CONVICTIONS AND SENTENCES REVERSED; NEW TRIAL ORDERED.
MARCUS and BLANCHE, JJ., dissent and assign reasons.
MARCUS, Justice (dissenting).
I do not consider that the defendant has established a prima facie showing of systematic exclusion of blacks by the use of *755 peremptory challenges over a period of time in East Baton Rouge Parish. Swain v. Alabama, 380 U.S. 202, 85 S. Ct. 824, 13 L. Ed. 2d 959 (1965). Accordingly, I respectfully dissent.
BLANCHE, Justice, dissenting.
I dissent for the same reasons handed down by Justice Marcus in his dissent.NOTES
[*] Summers, C. J., Marcus and Blanche, JJ., would grant a rehearing.
 Interestingly, however, in State v. Washington, No. 63,037, referred to hereinabove, Ralph Roy did testify on this subject. While asserting that he has never excluded anyone exclusively on the basis of race he admitted that he had, in the exercise of his peremptory challenges, excluded blacks in a much greater proportion than whites, not because the persons were black, but because of the history of having been black. Mr.
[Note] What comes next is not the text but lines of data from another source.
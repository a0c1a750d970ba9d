//! Executes planned queries and normalizes records into tables

use mx_core::{DataStore, EngineError, QuerySpec, ResultTable, Row, StoreError};

/// Run a planned operation against the store and shape the records.
///
/// Distinguishes three outcomes the caller must not confuse:
/// - zero matching records: a valid empty [`ResultTable`];
/// - a sort or filter field the collection's shape legitimately lacks:
///   also an empty table, so the composer's no-data chart is the single
///   downstream fallback for both;
/// - everything else: a typed failure, surfaced untouched.
pub async fn shape(store: &dyn DataStore, query: &QuerySpec) -> Result<ResultTable, EngineError> {
    let outcome = match query {
        QuerySpec::Find(find) => store.run_query(find).await,
        QuerySpec::Pipeline(pipeline) => store.run_pipeline(pipeline).await,
    };

    let columns = query.output_columns();
    let raw = match outcome {
        Ok(records) => records,
        Err(StoreError::UnknownField { .. }) => {
            return Ok(ResultTable::with_columns(columns));
        }
        Err(StoreError::UnknownCollection(name)) => {
            return Err(EngineError::MalformedResult(format!(
                "collection '{}' is registered but missing from the store",
                name
            )));
        }
        Err(err) => return Err(EngineError::StoreUnavailable(err)),
    };

    let mut rows = Vec::with_capacity(raw.len());
    for record in raw {
        let mut row = Row::new();
        for column in &columns {
            if let Some(value) = record.get(column) {
                row.insert(column.clone(), value.clone());
            }
        }
        rows.push(row);
    }

    if rows.is_empty() {
        return Ok(ResultTable::with_columns(columns));
    }
    // Heterogeneous column sets across rows signal upstream schema drift
    // and surface as MalformedResult from the table constructor.
    ResultTable::from_rows(rows)
}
Roy testified further as follows: ". . . [B]y and large, I have found through experience, some twenty-three years in the District Attorney's Office, that blacks, where you have a black defendant, will generally vote not guilty, in spite of the strength of the State's case. . . ."
 The exclusion of blacks by use of state peremptory challenge was an issue in Eames which the majority did not reach. Eames' conviction and sentence were reversed on other grounds.
 Concluding that Swain imposed an almost impossible burden on the defendant, the Eames concurrence set forth the standard believed to be mandated by the Louisiana Constitution:
A presumption should exist during the selection of a jury that individual peremptory challenges by the prosecution are being properly used. Once it becomes evident, however, that the prosecution has used a disproportionate number of challenges against members of one race, or has eliminated a disproportionate number of members of a certain race, considering the proportionate number of that race included within the venire after excuses, exemptions and removals for cause, in my opinion, a prima facie case of discrimination because of race has been established, and the burden of proof should shift to the prosecutor to show that his challenges were not exercised on the basis of race. The State may sustain its burden by offering evidence that its reasons for individual challenges were not because of race. Although the reasons need not be sufficient to ground a challenge for cause, they should appear to have been applied consistently to similarly situated jurors of other groups, and they should be reasonably relevant to the particular trial or to non-racial characteristics. If the trial court determines that the jury has been improperly selected, it should discharge the jury and select a new one according to constitutional procedures.
The standards set forth in the Eames concurrence have not been adopted by the majority of the Court.